As a mother I have moments like everyone where I feel completely underwater, where I can’t keep up, can’t manage all that I have to do, make a wrong decision, lose my cool, etc. But then there are days where I totally rise to the demands of my family, my household, and myself. When I know that things are just going to be crazy for awhile I tell myself to “mom up.” Things have to be done and there isn’t any use dwelling on it, so I do what I need to do.
Recovering from Liam’s hospital visit was one of those crazy times. Our routine was totally off. Meredith was needy and cranky after two days hardly seeing me. Liam needed breathing treatments, antibiotics (how annoying is it to give babies medicine, by the way?), to nurse and be held and changed. Our dog continues to have nightly panic attacks and needs twice daily medication as well as behavioral attention. I had to coordinate doctor’s visits and daycare and work.
One day at bedtime I took a minute to reflect on all that I accomplished that day and I was proud. I had done my daily Bible study. I packed lunches for David and myself. I had given all medications and breathing treatments. I had gotten Meredith to daycare and Liam to my mom’s house and made it to work on time. I treated my patients with no problems and so far have a 100% success rate with IV starts at my new job. I blogged. I did yoga. I cooked dinner (with Meredith’s “help”) and we all sat down and ate as a family. David and I cleaned the kitchen and gave the kids baths. Exhausted, I went to bed with my two littles around 9 p.m.
The thing about “momming up” is that there usually isn’t a break after you get through whatever crazy thing it is. Life keeps happening and no one is going to give you a raise or a promotion. Right after that super productive day I described, I had a sleepless night because of coughing and a panicking dog. I got barfed on by the baby at 2:30 a.m. and then had to clean up what seemed like a gallon’s worth of dog puke before going to work. That evening both kids cried nearly constantly until they were asleep. I almost cried myself a couple times during all that, but I was able to get it together and do one thing at a time until everything got done. I made it. And I’m going to keep making it.
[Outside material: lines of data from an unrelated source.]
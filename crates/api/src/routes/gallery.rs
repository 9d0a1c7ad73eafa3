//! Gallery of past captures.
//!
//! Every queued capture archives its input frame, and the reconciliation
//! engine saves the generated artifact next to it. The gallery lists the
//! pairs and serves the files back to the kiosk.

use std::path::Path;
use std::time::UNIX_EPOCH;

use axum::extract::{Query, State};
use axum::http::header;
use axum::response::IntoResponse;
use axum::Json;
use serde::{Deserialize, Serialize};

use snapbooth_core::error::CoreError;

use crate::error::{AppError, AppResult};
use crate::response::DataResponse;
use crate::state::AppState;

#[derive(Debug, Serialize)]
pub struct GalleryItem {
    pub id: String,
    pub input_url: String,
    pub output_url: String,
    /// Last modification of the output file, unix millis.
    pub updated_at: i64,
}

/// GET /api/v1/gallery
///
/// Lists captures that have both an archived input frame and a saved
/// output artifact, newest first.
pub async fn list_gallery(State(state): State<AppState>) -> AppResult<impl IntoResponse> {
    let output_dir = state.config.gallery_output_dir();
    let input_dir = state.config.gallery_input_dir();

    let mut items = Vec::new();
    if let Ok(mut entries) = tokio::fs::read_dir(&output_dir).await {
        while let Ok(Some(entry)) = entries.next_entry().await {
            let path = entry.path();
            if path.extension().and_then(|e| e.to_str()) != Some("png") {
                continue;
            }
            let Some(file_name) = path.file_name().and_then(|n| n.to_str()) else {
                continue;
            };
            let Some(id) = path.file_stem().and_then(|s| s.to_str()) else {
                continue;
            };
            // Orphan outputs (no paired capture) are not listed.
            if !input_dir.join(file_name).is_file() {
                continue;
            }

            let updated_at = entry
                .metadata()
                .await
                .ok()
                .and_then(|m| m.modified().ok())
                .and_then(|t| t.duration_since(UNIX_EPOCH).ok())
                .map(|d| d.as_millis() as i64)
                .unwrap_or(0);

            let encoded = urlencoding::encode(file_name).into_owned();
            items.push(GalleryItem {
                id: id.to_string(),
                input_url: format!("/api/v1/gallery/image?type=input&name={encoded}"),
                output_url: format!("/api/v1/gallery/image?type=output&name={encoded}"),
                updated_at,
            });
        }
    }

    items.sort_by(|a, b| b.updated_at.cmp(&a.updated_at));
    Ok(Json(DataResponse { data: items }))
}

#[derive(Debug, Deserialize)]
pub struct GalleryImageParams {
    /// `input` or `output`.
    #[serde(rename = "type")]
    pub kind: String,
    pub name: String,
}

/// GET /api/v1/gallery/image?type=&name=
///
/// Serves a saved capture image. The name is reduced to its final path
/// component so the request cannot escape the gallery directories.
pub async fn gallery_image(
    State(state): State<AppState>,
    Query(params): Query<GalleryImageParams>,
) -> AppResult<impl IntoResponse> {
    let base = match params.kind.as_str() {
        "input" => state.config.gallery_input_dir(),
        "output" => state.config.gallery_output_dir(),
        _ => return Err(AppError::BadRequest("Invalid type".into())),
    };

    let name = Path::new(&params.name)
        .file_name()
        .and_then(|n| n.to_str())
        .ok_or_else(|| AppError::BadRequest("Invalid name".into()))?;

    let bytes = tokio::fs::read(base.join(name)).await.map_err(|_| {
        AppError::Core(CoreError::NotFound {
            entity: "Gallery image",
            name: name.to_string(),
        })
    })?;

    Ok(([(header::CONTENT_TYPE, "image/png")], bytes))
}
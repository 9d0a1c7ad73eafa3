//! Shared per-job progress state.
//!
//! [`JobStore`] is the single owner of everything the booth knows about
//! in-flight jobs: push-derived progress, resolved outputs, step-weight
//! tables, capture pairings, and completion markers. The push-channel
//! ingestor is the sole writer of socket state; the reconciliation engine
//! reads it and owns the completion/saved markers. Both receive the same
//! store instance — there is no ambient global state.
//!
//! Entries are scoped to the process lifetime. Stale socket-progress
//! entries are ignored rather than reaped; prompt ids are never reused,
//! so the maps only grow by a few small entries per capture.

use std::collections::{HashMap, HashSet};
use std::sync::atomic::{AtomicBool, Ordering};
use std::time::Duration;

use tokio::sync::RwLock;
use tokio::time::Instant;

use snapbooth_core::types::PromptId;

use crate::outputs::OutputImage;
use crate::steps::StepTable;

/// How long a push-derived progress entry outranks polling.
pub const SOCKET_FRESHNESS: Duration = Duration::from_secs(10);

/// Push-derived progress for one prompt.
#[derive(Debug, Clone)]
pub struct SocketProgress {
    /// Percent in `[0, 100]`.
    pub percent: f64,
    pub complete: bool,
    pub updated_at: Instant,
}

impl SocketProgress {
    /// Whether this entry is recent enough to outrank a polled value.
    pub fn is_fresh(&self) -> bool {
        self.updated_at.elapsed() < SOCKET_FRESHNESS
    }
}

#[derive(Default)]
struct Inner {
    socket_progress: HashMap<PromptId, SocketProgress>,
    outputs: HashMap<PromptId, OutputImage>,
    step_tables: HashMap<PromptId, StepTable>,
    captures: HashMap<PromptId, String>,
    saved: HashSet<PromptId>,
    completed: HashSet<PromptId>,
    last_prompt_id: Option<PromptId>,
}

/// Process-wide job state, shared between the ingestor, the
/// reconciliation engine, and the HTTP handlers.
#[derive(Default)]
pub struct JobStore {
    inner: RwLock<Inner>,
    channel_ready: AtomicBool,
}

impl JobStore {
    pub fn new() -> Self {
        Self::default()
    }

    /// Register a freshly submitted job.
    ///
    /// Stores the step-weight table and capture pairing, and records the
    /// prompt id as the most recent submission (the fallback for push
    /// frames that omit their id).
    pub async fn register_job(&self, prompt_id: &PromptId, capture_id: &str, table: StepTable) {
        let mut inner = self.inner.write().await;
        inner.step_tables.insert(prompt_id.clone(), table);
        inner
            .captures
            .insert(prompt_id.clone(), capture_id.to_string());
        inner.last_prompt_id = Some(prompt_id.clone());
    }

    /// The most recently submitted prompt id, if any.
    pub async fn last_prompt_id(&self) -> Option<PromptId> {
        self.inner.read().await.last_prompt_id.clone()
    }

    /// Overwrite the push-derived progress for a prompt.
    ///
    /// The percent is clamped to `[0, 100]`. A previously observed
    /// `complete` flag is never un-set by a later event.
    pub async fn record_socket_progress(&self, prompt_id: &PromptId, percent: f64, complete: bool) {
        let mut inner = self.inner.write().await;
        let complete = complete
            || inner
                .socket_progress
                .get(prompt_id)
                .is_some_and(|p| p.complete);
        inner.socket_progress.insert(
            prompt_id.clone(),
            SocketProgress {
                percent: percent.clamp(0.0, 100.0),
                complete,
                updated_at: Instant::now(),
            },
        );
    }

    /// Latest push-derived progress for a prompt.
    pub async fn socket_progress(&self, prompt_id: &PromptId) -> Option<SocketProgress> {
        self.inner.read().await.socket_progress.get(prompt_id).cloned()
    }

    /// Feed a per-node progress observation through the job's step table.
    ///
    /// Returns the new aggregate percent, or `None` when the job has no
    /// table, the node is unweighted, or the table is empty — callers
    /// fall back to the raw ratio.
    pub async fn apply_node_progress(
        &self,
        prompt_id: &PromptId,
        node_id: &str,
        value: f64,
        max: f64,
    ) -> Option<f64> {
        let mut inner = self.inner.write().await;
        let table = inner.step_tables.get_mut(prompt_id)?;
        table.record(node_id, value, max)
    }

    /// Record the resolved output for a prompt. First write wins.
    pub async fn record_output(&self, prompt_id: &PromptId, image: OutputImage) {
        let mut inner = self.inner.write().await;
        inner.outputs.entry(prompt_id.clone()).or_insert(image);
    }

    /// The resolved output for a prompt, if discovered yet.
    pub async fn output(&self, prompt_id: &PromptId) -> Option<OutputImage> {
        self.inner.read().await.outputs.get(prompt_id).cloned()
    }

    /// The capture paired with a prompt at submission time.
    pub async fn capture_id(&self, prompt_id: &PromptId) -> Option<String> {
        self.inner.read().await.captures.get(prompt_id).cloned()
    }

    /// Mark a job complete. Sticky: once set it is never cleared.
    ///
    /// Drops the job's step table — no further weighting is needed.
    /// Returns `true` when the job was not already marked.
    pub async fn mark_complete(&self, prompt_id: &PromptId) -> bool {
        let mut inner = self.inner.write().await;
        let newly = inner.completed.insert(prompt_id.clone());
        if newly {
            inner.step_tables.remove(prompt_id);
        }
        newly
    }

    /// Whether a job has ever been observed complete.
    pub async fn is_complete(&self, prompt_id: &PromptId) -> bool {
        self.inner.read().await.completed.contains(prompt_id)
    }

    /// Record that the job's artifact was persisted locally. Returns
    /// `true` the first time.
    pub async fn mark_saved(&self, prompt_id: &PromptId) -> bool {
        self.inner.write().await.saved.insert(prompt_id.clone())
    }

    /// Whether the job's artifact was already persisted locally.
    pub async fn is_saved(&self, prompt_id: &PromptId) -> bool {
        self.inner.read().await.saved.contains(prompt_id)
    }

    /// Whether the push channel is currently connected.
    pub fn channel_ready(&self) -> bool {
        self.channel_ready.load(Ordering::Relaxed)
    }

    pub fn set_channel_ready(&self, ready: bool) {
        self.channel_ready.store(ready, Ordering::Relaxed);
    }
}
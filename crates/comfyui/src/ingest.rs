//! Push-channel event loop.
//!
//! Reads frames from the ComfyUI WebSocket, normalizes them via
//! [`crate::messages`], and applies them to the shared [`JobStore`]. Runs
//! as one long-lived task per process: connect, process until the
//! connection drops, reconnect at a fixed cadence, forever.

use std::sync::Arc;

use futures::StreamExt;
use tokio_tungstenite::tungstenite::Message;
use tokio_util::sync::CancellationToken;

use snapbooth_core::types::PromptId;

use crate::client::ComfyClient;
use crate::messages::{normalize_frame, PushEvent};
use crate::outputs::resolve_output_image;
use crate::reconnect::{reconnect_loop, ReconnectConfig};
use crate::store::JobStore;

/// Run the push-channel subscription until cancelled.
///
/// Maintains exactly one connection: connect, mark the channel ready,
/// process frames until the stream ends, mark it not-ready, reconnect.
/// Polling covers the gaps, so a dropped channel is never surfaced to
/// callers.
pub async fn run_channel(client: ComfyClient, store: Arc<JobStore>, cancel: CancellationToken) {
    let reconnect_config = ReconnectConfig::default();

    loop {
        let conn = match client.connect().await {
            Ok(conn) => conn,
            Err(e) => {
                tracing::warn!(error = %e, "Push channel connect failed, entering reconnect loop");
                match reconnect_loop(&client, &reconnect_config, &cancel).await {
                    Some(conn) => conn,
                    None => return, // cancelled
                }
            }
        };

        store.set_channel_ready(true);
        let mut ws_stream = conn.ws_stream;
        process_messages(&mut ws_stream, &store).await;
        store.set_channel_ready(false);

        if cancel.is_cancelled() {
            return;
        }

        tracing::info!("Push channel lost, entering reconnect loop");
        match reconnect_loop(&client, &reconnect_config, &cancel).await {
            Some(_) => continue,
            None => return,
        }
    }
}

/// Process frames until the connection closes or errors.
///
/// Binary frames carry low-fidelity preview images and are skipped; the
/// polled preview reference covers that. Malformed JSON frames are
/// dropped so one bad frame cannot take the channel down.
pub async fn process_messages(
    ws_stream: &mut tokio_tungstenite::WebSocketStream<
        tokio_tungstenite::MaybeTlsStream<tokio::net::TcpStream>,
    >,
    store: &JobStore,
) {
    while let Some(msg_result) = ws_stream.next().await {
        match msg_result {
            Ok(Message::Text(text)) => {
                let Ok(frame) = serde_json::from_str::<serde_json::Value>(&text) else {
                    tracing::trace!("Dropping malformed push frame");
                    continue;
                };
                if let Some(event) = normalize_frame(&frame) {
                    handle_event(store, event).await;
                }
            }
            Ok(Message::Binary(_)) => {
                tracing::trace!("Ignoring binary push frame (preview image)");
            }
            Ok(Message::Ping(_) | Message::Pong(_)) => {
                // Handled automatically by tungstenite.
            }
            Ok(Message::Close(frame)) => {
                tracing::info!(?frame, "Push channel closed");
                break;
            }
            Ok(Message::Frame(_)) => {}
            Err(e) => {
                tracing::error!(error = %e, "Push channel receive error");
                break;
            }
        }
    }
}

/// Apply one normalized push event to the store.
pub async fn handle_event(store: &JobStore, event: PushEvent) {
    match event {
        PushEvent::Progress {
            prompt_id,
            node,
            value,
            max,
        } => {
            let Some(prompt_id) = resolve_job(store, prompt_id).await else {
                return;
            };

            let weighted = match node {
                Some(ref node_id) => {
                    store
                        .apply_node_progress(&prompt_id, node_id, value, max)
                        .await
                }
                None => None,
            };
            let percent = weighted.unwrap_or(if max > 0.0 { value / max * 100.0 } else { 0.0 });

            tracing::debug!(
                prompt_id = %prompt_id,
                node = node.as_deref().unwrap_or("-"),
                value,
                max,
                percent,
                "Generation progress",
            );
            store
                .record_socket_progress(&prompt_id, percent, false)
                .await;
        }
        PushEvent::OutputReady { prompt_id, output } => {
            let Some(prompt_id) = resolve_job(store, prompt_id).await else {
                return;
            };
            if let Some(image) = resolve_output_image(&output) {
                tracing::info!(
                    prompt_id = %prompt_id,
                    filename = %image.filename,
                    "Output announced on push channel",
                );
                store.record_output(&prompt_id, image).await;
            }
        }
        PushEvent::NodesDone { prompt_id } => {
            let Some(prompt_id) = resolve_job(store, prompt_id).await else {
                return;
            };
            tracing::info!(prompt_id = %prompt_id, "Execution completed (all nodes done)");
            store.record_socket_progress(&prompt_id, 100.0, true).await;
        }
    }
}

/// Resolve which job a push event belongs to.
///
/// Prefers the id extracted from the frame; falls back to the most
/// recently submitted prompt. The channel is single-tenant per booth
/// process, so the fallback is safe.
async fn resolve_job(store: &JobStore, prompt_id: Option<String>) -> Option<PromptId> {
    match prompt_id {
        Some(id) => Some(id),
        None => store.last_prompt_id().await,
    }
}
p.s. I’m writing this from my perspective but I’m sure dads go through something similar, and I know it would be extremely difficult for me to do all that I do without the loving support of my husband!
From Melanie:
Amen! And good job!
It was a good day for me to read this, I really need to ‘mom up’ for the day and weekend ahead.
From Nora:
(love your kitchen back splash!)
I will have to re-read this when my bonus kidlets come in about eight weeks. I feel prepared but I also know that there is no “true,” preparing when kids are involved and i’m kind of anxious about it. No point, I know, but that’s where I’m at it with it right now.
Way to go you on all that you’ve done and if you don’t mind, I’ll borrow the phrase “momming up.” xo
From Mindy:
These are the days, and we are the ones specially called and equipped to do it. We are capable, we’re more than overcomers! (A sweet, fun little read that relates to this: Loving the Little Years. I think you’d like it!)
From Jen:
I needed this today. I’ve been feeling like such a huge failure lately, as a mom, a wife, a friend, a housekeeper- everything. I need to just suck it up and get things done. Thank you for this!
From Sarah @ Beauty School Dropout:
You’re right, even on days when everything feels hard, there are so many things we are doing right. Great way to keep perspective.